● Aim of the task
Take from the material every line that contains the word "monitoring".

□ □ □ □ □

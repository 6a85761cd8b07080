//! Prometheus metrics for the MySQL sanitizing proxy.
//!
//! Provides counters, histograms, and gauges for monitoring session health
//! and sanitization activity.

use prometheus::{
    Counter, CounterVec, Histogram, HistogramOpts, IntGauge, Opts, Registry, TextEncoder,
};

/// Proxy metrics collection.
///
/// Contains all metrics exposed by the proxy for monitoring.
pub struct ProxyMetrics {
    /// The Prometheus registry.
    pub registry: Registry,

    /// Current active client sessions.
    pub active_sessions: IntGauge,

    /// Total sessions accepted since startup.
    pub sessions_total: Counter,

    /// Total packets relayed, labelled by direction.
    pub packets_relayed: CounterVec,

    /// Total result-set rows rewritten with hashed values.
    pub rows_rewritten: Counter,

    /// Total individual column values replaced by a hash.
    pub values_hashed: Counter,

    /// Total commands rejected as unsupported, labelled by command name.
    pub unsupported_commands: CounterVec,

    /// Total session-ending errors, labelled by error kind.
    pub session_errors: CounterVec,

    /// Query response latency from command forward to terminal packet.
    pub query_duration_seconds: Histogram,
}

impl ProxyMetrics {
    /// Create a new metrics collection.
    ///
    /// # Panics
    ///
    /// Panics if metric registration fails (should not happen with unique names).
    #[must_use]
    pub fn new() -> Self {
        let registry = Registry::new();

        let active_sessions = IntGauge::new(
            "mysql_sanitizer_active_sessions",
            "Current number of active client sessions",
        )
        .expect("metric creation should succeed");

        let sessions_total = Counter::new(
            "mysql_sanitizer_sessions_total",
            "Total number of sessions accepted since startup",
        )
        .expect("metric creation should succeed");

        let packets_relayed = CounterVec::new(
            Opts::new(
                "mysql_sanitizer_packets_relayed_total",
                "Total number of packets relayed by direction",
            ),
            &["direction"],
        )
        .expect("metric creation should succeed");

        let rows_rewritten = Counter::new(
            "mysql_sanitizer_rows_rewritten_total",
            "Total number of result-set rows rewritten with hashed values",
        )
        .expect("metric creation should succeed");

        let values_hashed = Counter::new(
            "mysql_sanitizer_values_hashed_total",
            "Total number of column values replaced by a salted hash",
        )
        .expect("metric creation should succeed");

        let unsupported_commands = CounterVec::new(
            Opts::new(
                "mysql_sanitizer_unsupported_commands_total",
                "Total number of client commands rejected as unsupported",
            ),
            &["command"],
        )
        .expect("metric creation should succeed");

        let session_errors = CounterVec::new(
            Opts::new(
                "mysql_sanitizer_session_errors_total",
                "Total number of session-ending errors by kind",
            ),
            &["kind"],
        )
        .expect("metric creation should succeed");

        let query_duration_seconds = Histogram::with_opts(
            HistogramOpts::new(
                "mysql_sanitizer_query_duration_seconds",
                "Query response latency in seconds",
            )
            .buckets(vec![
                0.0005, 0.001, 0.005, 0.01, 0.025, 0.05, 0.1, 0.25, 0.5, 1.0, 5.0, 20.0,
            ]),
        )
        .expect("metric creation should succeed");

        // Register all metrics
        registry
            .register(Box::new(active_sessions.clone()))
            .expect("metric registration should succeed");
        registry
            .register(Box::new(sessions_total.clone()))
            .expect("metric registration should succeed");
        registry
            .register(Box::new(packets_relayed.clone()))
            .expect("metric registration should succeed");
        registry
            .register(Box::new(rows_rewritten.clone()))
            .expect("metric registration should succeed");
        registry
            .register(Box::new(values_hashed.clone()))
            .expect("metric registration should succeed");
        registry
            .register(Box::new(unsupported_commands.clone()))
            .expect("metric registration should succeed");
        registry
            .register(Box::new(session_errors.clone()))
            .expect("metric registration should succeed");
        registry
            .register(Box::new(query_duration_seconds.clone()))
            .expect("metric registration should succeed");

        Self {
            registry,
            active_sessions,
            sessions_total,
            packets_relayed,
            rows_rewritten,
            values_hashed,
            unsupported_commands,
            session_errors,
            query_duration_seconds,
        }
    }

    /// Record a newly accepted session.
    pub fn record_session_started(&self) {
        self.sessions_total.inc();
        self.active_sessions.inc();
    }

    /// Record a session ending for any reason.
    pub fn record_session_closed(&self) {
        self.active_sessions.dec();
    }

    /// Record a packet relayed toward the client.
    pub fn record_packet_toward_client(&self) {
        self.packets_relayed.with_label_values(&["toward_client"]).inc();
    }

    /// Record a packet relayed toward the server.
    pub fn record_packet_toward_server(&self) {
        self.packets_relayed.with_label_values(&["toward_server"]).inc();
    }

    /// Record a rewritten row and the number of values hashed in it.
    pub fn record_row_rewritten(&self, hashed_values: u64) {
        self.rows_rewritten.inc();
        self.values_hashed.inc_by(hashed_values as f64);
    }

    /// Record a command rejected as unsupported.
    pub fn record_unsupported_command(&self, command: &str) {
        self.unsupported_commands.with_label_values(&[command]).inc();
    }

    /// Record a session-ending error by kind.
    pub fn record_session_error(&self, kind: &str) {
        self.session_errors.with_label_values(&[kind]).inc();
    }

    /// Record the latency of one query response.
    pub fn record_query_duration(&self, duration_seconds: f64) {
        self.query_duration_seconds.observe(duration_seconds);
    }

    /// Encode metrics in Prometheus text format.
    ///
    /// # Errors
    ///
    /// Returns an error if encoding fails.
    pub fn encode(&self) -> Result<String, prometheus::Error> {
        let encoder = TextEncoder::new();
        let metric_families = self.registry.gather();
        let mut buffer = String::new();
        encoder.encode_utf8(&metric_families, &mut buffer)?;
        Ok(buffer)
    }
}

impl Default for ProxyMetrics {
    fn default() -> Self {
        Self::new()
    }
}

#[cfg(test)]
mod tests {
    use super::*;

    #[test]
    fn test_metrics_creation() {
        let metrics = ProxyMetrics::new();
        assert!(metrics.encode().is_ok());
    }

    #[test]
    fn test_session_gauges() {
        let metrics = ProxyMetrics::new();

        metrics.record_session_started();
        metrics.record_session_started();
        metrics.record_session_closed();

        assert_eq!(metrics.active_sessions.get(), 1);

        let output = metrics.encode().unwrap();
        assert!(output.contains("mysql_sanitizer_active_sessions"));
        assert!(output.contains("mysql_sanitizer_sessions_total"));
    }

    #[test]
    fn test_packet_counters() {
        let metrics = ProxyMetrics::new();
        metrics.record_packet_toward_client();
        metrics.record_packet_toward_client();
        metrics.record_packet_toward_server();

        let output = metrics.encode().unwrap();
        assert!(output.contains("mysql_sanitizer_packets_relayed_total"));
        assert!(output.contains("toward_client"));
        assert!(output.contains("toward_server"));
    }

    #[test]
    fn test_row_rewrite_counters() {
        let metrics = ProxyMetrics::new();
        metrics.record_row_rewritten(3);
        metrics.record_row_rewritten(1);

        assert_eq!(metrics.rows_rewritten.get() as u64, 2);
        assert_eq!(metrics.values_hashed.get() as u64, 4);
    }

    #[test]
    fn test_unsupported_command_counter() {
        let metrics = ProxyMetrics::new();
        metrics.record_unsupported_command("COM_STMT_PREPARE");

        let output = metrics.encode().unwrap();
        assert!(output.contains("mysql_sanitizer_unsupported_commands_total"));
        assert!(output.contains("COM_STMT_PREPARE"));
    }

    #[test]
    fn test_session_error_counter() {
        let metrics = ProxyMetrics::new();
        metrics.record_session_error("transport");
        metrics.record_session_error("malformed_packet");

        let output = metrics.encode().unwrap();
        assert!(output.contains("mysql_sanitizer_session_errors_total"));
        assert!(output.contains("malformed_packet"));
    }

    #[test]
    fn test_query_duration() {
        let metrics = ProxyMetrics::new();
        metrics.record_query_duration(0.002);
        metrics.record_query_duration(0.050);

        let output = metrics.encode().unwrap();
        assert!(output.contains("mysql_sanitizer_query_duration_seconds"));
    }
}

□ □ □ □ □

● The answer
//! Provides counters, histograms, and gauges for monitoring session health
/// Contains all metrics exposed by the proxy for monitoring.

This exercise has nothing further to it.